Hemorrhoid interna jika varises yang terletak pada submukosa terjadi

proksimal terhadap otot sphincter anus. Letaknya distal dari linea pectinea

dan diliputi oleh kulit biasa di dalam jaringan di bawah epitel anus, yang berupa

benjolan karena dilatasi vena hemorrhoidalis.

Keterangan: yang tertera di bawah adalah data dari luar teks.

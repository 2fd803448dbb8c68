//! # Campaign Pipeline
//!
//! AI-assisted marketing campaign generation: brand analysis, content
//! strategy, message and asset generation, sequence composition, and
//! platform exports.
//!
//! The crate is organized around a straight-line workflow engine. Each
//! [`Step`] populates one slot of a shared [`WorkflowState`]; a failing step
//! logs one error and the run continues, so a single provider outage costs
//! one slot rather than the whole campaign.
//!
//! ## Core Concepts
//!
//! - **[`WorkflowEngine`]** — runs an ordered list of steps over a state bag,
//!   isolating per-step failures into the state's error log.
//! - **[`RunCtx`]** — shared run context (HTTP client, generation service,
//!   backoff, pacing, cancellation, optional event handler).
//! - **[`SequenceComposer`]** — turns generated messages into an ordered
//!   [`CampaignFlow`] with delays, conditions, and segmentation.
//! - **[`ExportFormat`]** — renders a flow for Klaviyo, Mailchimp, or
//!   generic JSON/CSV import, idempotently.
//! - **[`AssetPackager`]** — organizes generated content into platform kits
//!   and ready-to-launch campaign sets.
//!
//! ## Quick Start
//!
//! ```no_run
//! use campaign_pipeline::{RunCtx, run_marketing_automation};
//! use campaign_pipeline::generation::RemoteGeneration;
//! use campaign_pipeline::types::{CampaignParameters, CampaignType};
//! use std::sync::Arc;
//!
//! #[tokio::main]
//! async fn main() -> Result<(), Box<dyn std::error::Error>> {
//!     let ctx = RunCtx::builder()
//!         .service(Arc::new(RemoteGeneration::new("http://localhost:11434", "llama3.1")))
//!         .build();
//!
//!     let params = CampaignParameters::new(
//!         "https://example-store.com",
//!         CampaignType::CartAbandonment,
//!     )
//!     .with_counts(3, 2);
//!
//!     let result = run_marketing_automation(&ctx, params).await?;
//!     if let Some(flow) = &result.campaign_flow {
//!         println!("composed {} steps", flow.step_count());
//!     }
//!     for error in &result.errors {
//!         eprintln!("step failed: {error}");
//!     }
//!     Ok(())
//! }
//! ```
//!
//! [`Step`]: engine::Step
//! [`CampaignFlow`]: flow::CampaignFlow

pub mod brand;
pub mod compose;
pub mod engine;
pub mod error;
pub mod events;
pub mod export;
pub mod flow;
pub mod generation;
pub mod memory;
pub mod package;
pub mod parse;
pub mod run_ctx;
pub mod state;
pub mod steps;
pub mod strategy;
pub mod types;

pub use compose::SequenceComposer;
pub use engine::{Step, WorkflowEngine, WorkflowEngineBuilder};
pub use error::{EngineError, Result};
pub use export::ExportFormat;
pub use memory::CampaignMemory;
pub use package::AssetPackager;
pub use run_ctx::{RunCtx, RunCtxBuilder};
pub use state::WorkflowState;
pub use steps::{run_content_generation, run_marketing_automation};
pub use types::{CampaignParameters, CampaignType, RunResult};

Faktor risiko hemorrhoid, yaitu; keturunan, anatomic, pekerjaan, umur,

endokrin, mekanis, fisiologis, dan radang. Gejala klinis hemorrhoid, yaitu;

darah di anus, prolaps, perasaan tidak nyaman pada anus (mungkin pruritus

anus), pengeluaran lendir, anemia sekunder (mungkin), tampak kelainan khas

pada inspeksi, gambaran khas pada anoskopi, atau rektoskopi. Terapi

hemorrhoid derajat I dan II terapi yang diberikan berupa terapi lokal dan

himbauan tentang perubahan pola makan. Dianjurkan untuk banyak

mengonsumsi sayur-sayuran dan buah yang banyak mengandung air. derajat

III dan IV, terapi yang dipilih adalah terapi bedah yaitu dengan

hemoroidektomi. Terapi ini bisa juga dilakukan untuk pasien yang sering

mengalami perdarahan berulang, sehingga dapat sebabkan anemia, ataupun


untuk pasien yang sudah mengalami keluhan-keluhan tersebut bertahun -

tahun. Pencegahan dapat dilakukan dengan mencegah faktor yang dapat

menyebabkan terjadinya hemorrhoid dengan minum yang cukup, makan

cukup sayuran, dan buah-buahan, sehingga kotoran kita tidak mengeras.